- [What needs to be done]:
Could you reproduce the lines below from the one with "let mut tree" through the one with "next => next"? Keep both ends and add nothing.

[Stored data]
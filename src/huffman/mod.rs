// Copyright (c) 2023 Huawei Device Co., Ltd.
// Licensed under the Apache License, Version 2.0 (the "License");
// you may not use this file except in compliance with the License.
// You may obtain a copy of the License at
//
//     http://www.apache.org/licenses/LICENSE-2.0
//
// Unless required by applicable law or agreed to in writing, software
// distributed under the License is distributed on an "AS IS" BASIS,
// WITHOUT WARRANTIES OR CONDITIONS OF ANY KIND, either express or implied.
// See the License for the specific language governing permissions and
// limitations under the License.

//! [Huffman coding] implementation of the HTTP/2 protocol.
//!
//! [Huffman Coding]: https://en.wikipedia.org/wiki/Huffman_coding
//!
//! # Huffman code in Http/2
//! There is a table of Huffman code in `RFC7541`. This [Huffman code] was
//! generated from statistics obtained on a large sample of HTTP headers. It
//! is a canonical Huffman code with some tweaking to ensure that no symbol
//! has a unique code length.
//!
//! The code space covers the 256 octet values plus an end-of-stream symbol
//! (EOS). Encoded strings are padded to an octet boundary with the most
//! significant bits of the EOS code, which are all ones; a decoded EOS or
//! any other trailing bit pattern is a decoding error.
//!
//! [Huffman Code]: https://www.rfc-editor.org/rfc/rfc7541.html#ref-HUFFMAN

mod consts;

use std::sync::OnceLock;

use consts::{HUFFMAN_EOS, HUFFMAN_TABLE};

use crate::error::{ErrorKind, HpackError};
use crate::util::bytes::Appender;

/// One node of the decoding tree. Children are node ids into the tree's
/// arena; id 0 is the root and therefore marks an absent child.
#[derive(Clone, Copy)]
enum HuffmanNode {
    Internal { left: u16, right: u16 },
    Leaf { symbol: u16 },
}

/// The prefix tree over all 257 symbols, built once from [`HUFFMAN_TABLE`].
/// Reading the bits of a code from most to least significant descends from
/// the root, left on `0` and right on `1`, to the symbol's leaf.
pub(crate) struct HuffmanTree {
    nodes: Vec<HuffmanNode>,
}

impl HuffmanTree {
    fn new() -> Self {
        let mut tree = Self {
            nodes: vec![HuffmanNode::Internal { left: 0, right: 0 }],
        };
        for (symbol, &(code, bit_len)) in HUFFMAN_TABLE.iter().enumerate() {
            tree.add_leaf(symbol as u16, code, bit_len);
        }
        tree
    }

    fn add_leaf(&mut self, symbol: u16, code: u32, bit_len: u8) {
        let mut cur = 0usize;
        for i in (0..bit_len).rev() {
            let bit = ((code >> i) & 1) as u8;
            if i == 0 {
                let leaf = self.alloc(HuffmanNode::Leaf { symbol });
                self.link(cur, bit, leaf);
                return;
            }
            cur = match self.step(cur as u16, bit) {
                0 => {
                    let next = self.alloc(HuffmanNode::Internal { left: 0, right: 0 });
                    self.link(cur, bit, next);
                    next as usize
                }
                next => next as usize,
            };
        }
    }

    fn alloc(&mut self, node: HuffmanNode) -> u16 {
        let id = self.nodes.len() as u16;
        self.nodes.push(node);
        id
    }

    fn link(&mut self, parent: usize, bit: u8, child: u16) {
        if let HuffmanNode::Internal { left, right } = &mut self.nodes[parent] {
            match bit {
                0 => *left = child,
                _ => *right = child,
            }
        }
    }

    /// Follows one bit from `node`. Returns 0 when the branch is absent.
    fn step(&self, node: u16, bit: u8) -> u16 {
        match self.nodes[node as usize] {
            HuffmanNode::Internal { left, right } => match bit {
                0 => left,
                _ => right,
            },
            HuffmanNode::Leaf { .. } => 0,
        }
    }
}

/// Returns the process-wide decoding tree, building it on first use.
pub(crate) fn huffman_tree() -> &'static HuffmanTree {
    static TREE: OnceLock<HuffmanTree> = OnceLock::new();
    TREE.get_or_init(HuffmanTree::new)
}

/// Returns the number of octets the Huffman encoding of `src` occupies,
/// without encoding it.
pub(crate) fn huffman_encoded_len(src: &[u8]) -> usize {
    let mut bits = 0usize;
    for byte in src.iter() {
        bits += HUFFMAN_TABLE[*byte as usize].1 as usize;
    }
    bits.div_ceil(8)
}

/// Bit-packs Huffman codes into the sink, most significant bit first.
///
/// The encoder holds at most one partially filled octet. `remain` counts its
/// unfilled low bits, so `remain == 8` means the accumulator is empty.
pub(crate) struct HuffmanEncoder<'a, S: Appender + ?Sized> {
    dst: &'a mut S,
    partial: u8,
    remain: u32,
    written: usize,
}

impl<'a, S: Appender + ?Sized> HuffmanEncoder<'a, S> {
    pub(crate) fn new(dst: &'a mut S) -> Self {
        Self {
            dst,
            partial: 0,
            remain: 8,
            written: 0,
        }
    }

    /// Appends the code of one input octet to the bit stream.
    pub(crate) fn encode(&mut self, byte: u8) {
        let (code, bit_len) = HUFFMAN_TABLE[byte as usize];
        let mut left = bit_len as u32;
        while left > 0 {
            let take = self.remain.min(left);
            // Clear the already written leading bits, then align the chunk
            // to the accumulator's unfilled area.
            let chunk = (code & ((1u32 << left) - 1)) >> (left - take);
            self.partial |= (chunk as u8) << (self.remain - take);
            self.remain -= take;
            left -= take;
            if self.remain == 0 {
                self.dst.push_byte(self.partial);
                self.written += 1;
                self.partial = 0;
                self.remain = 8;
            }
        }
    }

    /// Ends the stream, padding any unfilled bits with `1`s (the most
    /// significant bits of the EOS code). Returns total octets written.
    pub(crate) fn finish(mut self) -> usize {
        if self.remain < 8 {
            self.partial |= (1u8 << self.remain) - 1;
            self.dst.push_byte(self.partial);
            self.written += 1;
        }
        self.written
    }
}

/// Walks the decoding tree bit by bit, most significant bit first.
///
/// `depth` counts the bits consumed since the last emitted symbol and
/// `padding` stays `true` only while every one of those bits was a `1`, so
/// that the trailing partial octet can be validated as an EOS prefix.
pub(crate) struct HuffmanDecoder {
    node: u16,
    depth: u16,
    padding: bool,
    buf: Vec<u8>,
}

impl HuffmanDecoder {
    pub(crate) fn new() -> Self {
        Self {
            node: 0,
            depth: 0,
            padding: true,
            buf: Vec::new(),
        }
    }

    /// Decodes input octets. Stops when `src` is used up.
    pub(crate) fn decode(&mut self, src: &[u8]) -> Result<(), HpackError> {
        let tree = huffman_tree();
        for byte in src.iter() {
            for i in (0..8).rev() {
                let bit = (byte >> i) & 1;
                let next = tree.step(self.node, bit);
                if next == 0 {
                    return Err(ErrorKind::InvalidHuffmanCode.into());
                }
                match tree.nodes[next as usize] {
                    HuffmanNode::Leaf { symbol } => {
                        if symbol == HUFFMAN_EOS {
                            return Err(ErrorKind::InvalidHuffmanCode.into());
                        }
                        self.buf.push(symbol as u8);
                        self.node = 0;
                        self.depth = 0;
                        self.padding = true;
                    }
                    HuffmanNode::Internal { .. } => {
                        self.node = next;
                        self.depth += 1;
                        self.padding = self.padding && bit == 1;
                    }
                }
            }
        }
        Ok(())
    }

    /// Finishes decoding and gets the decoded result.
    ///
    /// The stream must end on a symbol boundary or inside a run of `1` bits
    /// no longer than 7, i.e. a strict prefix of the EOS code.
    pub(crate) fn finish(self) -> Result<Vec<u8>, HpackError> {
        if self.depth == 0 || (self.depth <= 7 && self.padding) {
            return Ok(self.buf);
        }
        Err(ErrorKind::InvalidHuffmanCode.into())
    }
}
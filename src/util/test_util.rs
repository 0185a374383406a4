// Copyright (c) 2023 Huawei Device Co., Ltd.
// Licensed under the Apache License, Version 2.0 (the "License");
// you may not use this file except in compliance with the License.
// You may obtain a copy of the License at
//
//     http://www.apache.org/licenses/LICENSE-2.0
//
// Unless required by applicable law or agreed to in writing, software
// distributed under the License is distributed on an "AS IS" BASIS,
// WITHOUT WARRANTIES OR CONDITIONS OF ANY KIND, either express or implied.
// See the License for the specific language governing permissions and
// limitations under the License.

//! Hex octet strings used by the unit tests.

/// Decodes a hex string (two digits per octet, no separators) into bytes.
pub(crate) fn decode(hex: &str) -> Option<Vec<u8>> {
    if hex.len() % 2 != 0 {
        return None;
    }
    hex.as_bytes()
        .chunks(2)
        .map(|digits| {
            let digits = core::str::from_utf8(digits).ok()?;
            u8::from_str_radix(digits, 16).ok()
        })
        .collect()
}
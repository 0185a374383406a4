// Copyright (c) 2023 Huawei Device Co., Ltd.
// Licensed under the Apache License, Version 2.0 (the "License");
// you may not use this file except in compliance with the License.
// You may obtain a copy of the License at
//
//     http://www.apache.org/licenses/LICENSE-2.0
//
// Unless required by applicable law or agreed to in writing, software
// distributed under the License is distributed on an "AS IS" BASIS,
// WITHOUT WARRANTIES OR CONDITIONS OF ANY KIND, either express or implied.
// See the License for the specific language governing permissions and
// limitations under the License.

//! [Integer Representation] implementation of [HPACK].
//!
//! [Integer Representation]: https://httpwg.org/specs/rfc7541.html#integer.representation
//! [HPACK]: https://httpwg.org/specs/rfc7541.html
//!
//! # Introduction
//! Integers are used to represent name indexes, header field indexes, or
//! string lengths. An integer representation can start anywhere within an
//! octet. To allow for optimized processing, an integer representation always
//! finishes at the end of an octet.

use core::cmp::Ordering;

use crate::error::{ErrorKind, HpackError};
use crate::util::bytes::Appender;

/// No header representation carries an integer this large. Streams that try
/// are treated as malformed rather than accumulated without bound.
pub const MAX_HPACK_INTEGER: usize = 10 * 1024 * 1024;

/// Encodes an integer according to `Pseudocode to represent an integer I` in
/// `RFC7541 section-5.1` and appends it to `dst`. `mask` is the all-ones
/// prefix of `N` bits and `pre` carries the fixed leading `8 - N` bits.
/// Returns the number of bytes written.
///
/// # Pseudocode
/// ```text
/// if I < 2^N - 1, encode I on N bits
/// else
///     encode (2^N - 1) on N bits
///     I = I - (2^N - 1)
///     while I >= 128
///          encode (I % 128 + 128) on 8 bits
///          I = I / 128
///     encode I on 8 bits
/// ```
pub(crate) fn encode_integer<S: Appender + ?Sized>(
    dst: &mut S,
    pre: u8,
    mask: u8,
    value: usize,
) -> usize {
    if value < mask as usize {
        dst.push_byte(pre | value as u8);
        return 1;
    }
    dst.push_byte(pre | mask);
    let mut value = value - mask as usize;
    let mut written = 1;
    while value >= 128 {
        dst.push_byte((value & 0x7f) as u8 | 0x80);
        value >>= 7;
        written += 1;
    }
    dst.push_byte(value as u8);
    written + 1
}

/// `IntegerDecoder` implementation according to `Pseudocode to decode an
/// integer I` in `RFC7541 section-5.1`.
///
/// # Pseudocode
/// ```text
/// decode I from the next N bits
/// if I < 2^N - 1, return I
/// else
///     M = 0
///     repeat
///         B = next octet
///         I = I + (B & 127) * 2^M
///         M = M + 7
///     while B & 128 == 128
///     return I
/// ```
pub(crate) struct IntegerDecoder {
    value: usize,
    shift: u32,
}

impl IntegerDecoder {
    /// Calculates an integer based on the incoming first byte and mask.
    /// If no subsequent bytes exist, return the result directly, otherwise
    /// return the decoder itself.
    pub(crate) fn first_byte(byte: u8, mask: u8) -> Result<usize, Self> {
        let value = byte & mask;
        match value.cmp(&mask) {
            Ordering::Less => Ok(value as usize),
            _ => Err(Self {
                value: value as usize,
                shift: 0,
            }),
        }
    }

    /// Continues computing the integer based on the next byte of the input.
    /// Returns `Ok(Some(value))` if the result is obtained, `Ok(None)` if
    /// more bytes are needed, and `Err` once the integer reaches
    /// [`MAX_HPACK_INTEGER`].
    pub(crate) fn next_byte(&mut self, byte: u8) -> Result<Option<usize>, HpackError> {
        let add = (byte & 0x7f) as usize;
        if add != 0 {
            self.value = add
                .checked_shl(self.shift)
                .and_then(|add| add.checked_add(self.value))
                .ok_or(HpackError::from(ErrorKind::IntegerOverflow))?;
        }
        self.shift += 7;
        if self.value >= MAX_HPACK_INTEGER {
            return Err(ErrorKind::IntegerOverflow.into());
        }
        match byte & 0x80 {
            0x00 => Ok(Some(self.value)),
            _ => Ok(None),
        }
    }
}
// Copyright (c) 2023 Huawei Device Co., Ltd.
// Licensed under the Apache License, Version 2.0 (the "License");
// you may not use this file except in compliance with the License.
// You may obtain a copy of the License at
//
//     http://www.apache.org/licenses/LICENSE-2.0
//
// Unless required by applicable law or agreed to in writing, software
// distributed under the License is distributed on an "AS IS" BASIS,
// WITHOUT WARRANTIES OR CONDITIONS OF ANY KIND, either express or implied.
// See the License for the specific language governing permissions and
// limitations under the License.

//! `ylong_hpack` implements [HPACK], the header compression format of the
//! [HTTP/2 protocol], as a standalone codec.
//!
//! [HPACK]: https://httpwg.org/specs/rfc7541.html
//! [HTTP/2 protocol]: https://httpwg.org/specs/rfc9113.html
//!
//! # Introduction
//! HTTP/2 peers compress request and response header lists with a stateful
//! scheme built from three parts: a fixed static table of common header
//! fields, a bounded dynamic table that both peers keep synchronized, and a
//! canonical Huffman code for string literals. [`HpackCodec`] bundles the
//! encoding and decoding direction of one connection; [`HpackEncoder`] and
//! [`HpackDecoder`] are the two halves for callers that only need one.
//!
//! The codec performs no I/O of its own. Encoded octets go into any
//! [`Appender`] and decoding reads from a [`ByteCursor`]; an incomplete
//! header representation is reported as `Ok(None)` with nothing consumed, so
//! the caller can simply retry after more octets arrive.
//!
//! Dynamic table size updates (RFC 7541 section 6.3) are not supported:
//! they are never emitted and are rejected when decoded.

mod codec;
mod decoder;
mod encoder;
mod error;
mod huffman;
mod integer;
mod representation;
mod table;

pub(crate) mod util;

pub use codec::{HpackCodec, DEFAULT_HEADER_TABLE_SIZE};
pub use decoder::HpackDecoder;
pub use encoder::{EncodeOptions, HpackEncoder, IndexPolicy};
pub use error::HpackError;
pub use integer::MAX_HPACK_INTEGER;
pub use table::Header;
pub use util::bytes::{Appender, ByteCursor};
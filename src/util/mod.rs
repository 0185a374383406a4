// Copyright (c) 2023 Huawei Device Co., Ltd.
// Licensed under the Apache License, Version 2.0 (the "License");
// you may not use this file except in compliance with the License.
// You may obtain a copy of the License at
//
//     http://www.apache.org/licenses/LICENSE-2.0
//
// Unless required by applicable law or agreed to in writing, software
// distributed under the License is distributed on an "AS IS" BASIS,
// WITHOUT WARRANTIES OR CONDITIONS OF ANY KIND, either express or implied.
// See the License for the specific language governing permissions and
// limitations under the License.

pub(crate) mod bytes;

#[cfg(test)]
pub(crate) mod test_util;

- [Answer space]:
        let mut tree = Self {
            nodes: vec![HuffmanNode::Internal { left: 0, right: 0 }],
        };
        for (symbol, &(code, bit_len)) in HUFFMAN_TABLE.iter().enumerate() {
            tree.add_leaf(symbol as u16, code, bit_len);
        }
        tree
    }

    fn add_leaf(&mut self, symbol: u16, code: u32, bit_len: u8) {
        let mut cur = 0usize;
        for i in (0..bit_len).rev() {
            let bit = ((code >> i) & 1) as u8;
            if i == 0 {
                let leaf = self.alloc(HuffmanNode::Leaf { symbol });
                self.link(cur, bit, leaf);
                return;
            }
            cur = match self.step(cur as u16, bit) {
                0 => {
                    let next = self.alloc(HuffmanNode::Internal { left: 0, right: 0 });
                    self.link(cur, bit, next);
                    next as usize
                }
                next => next as usize,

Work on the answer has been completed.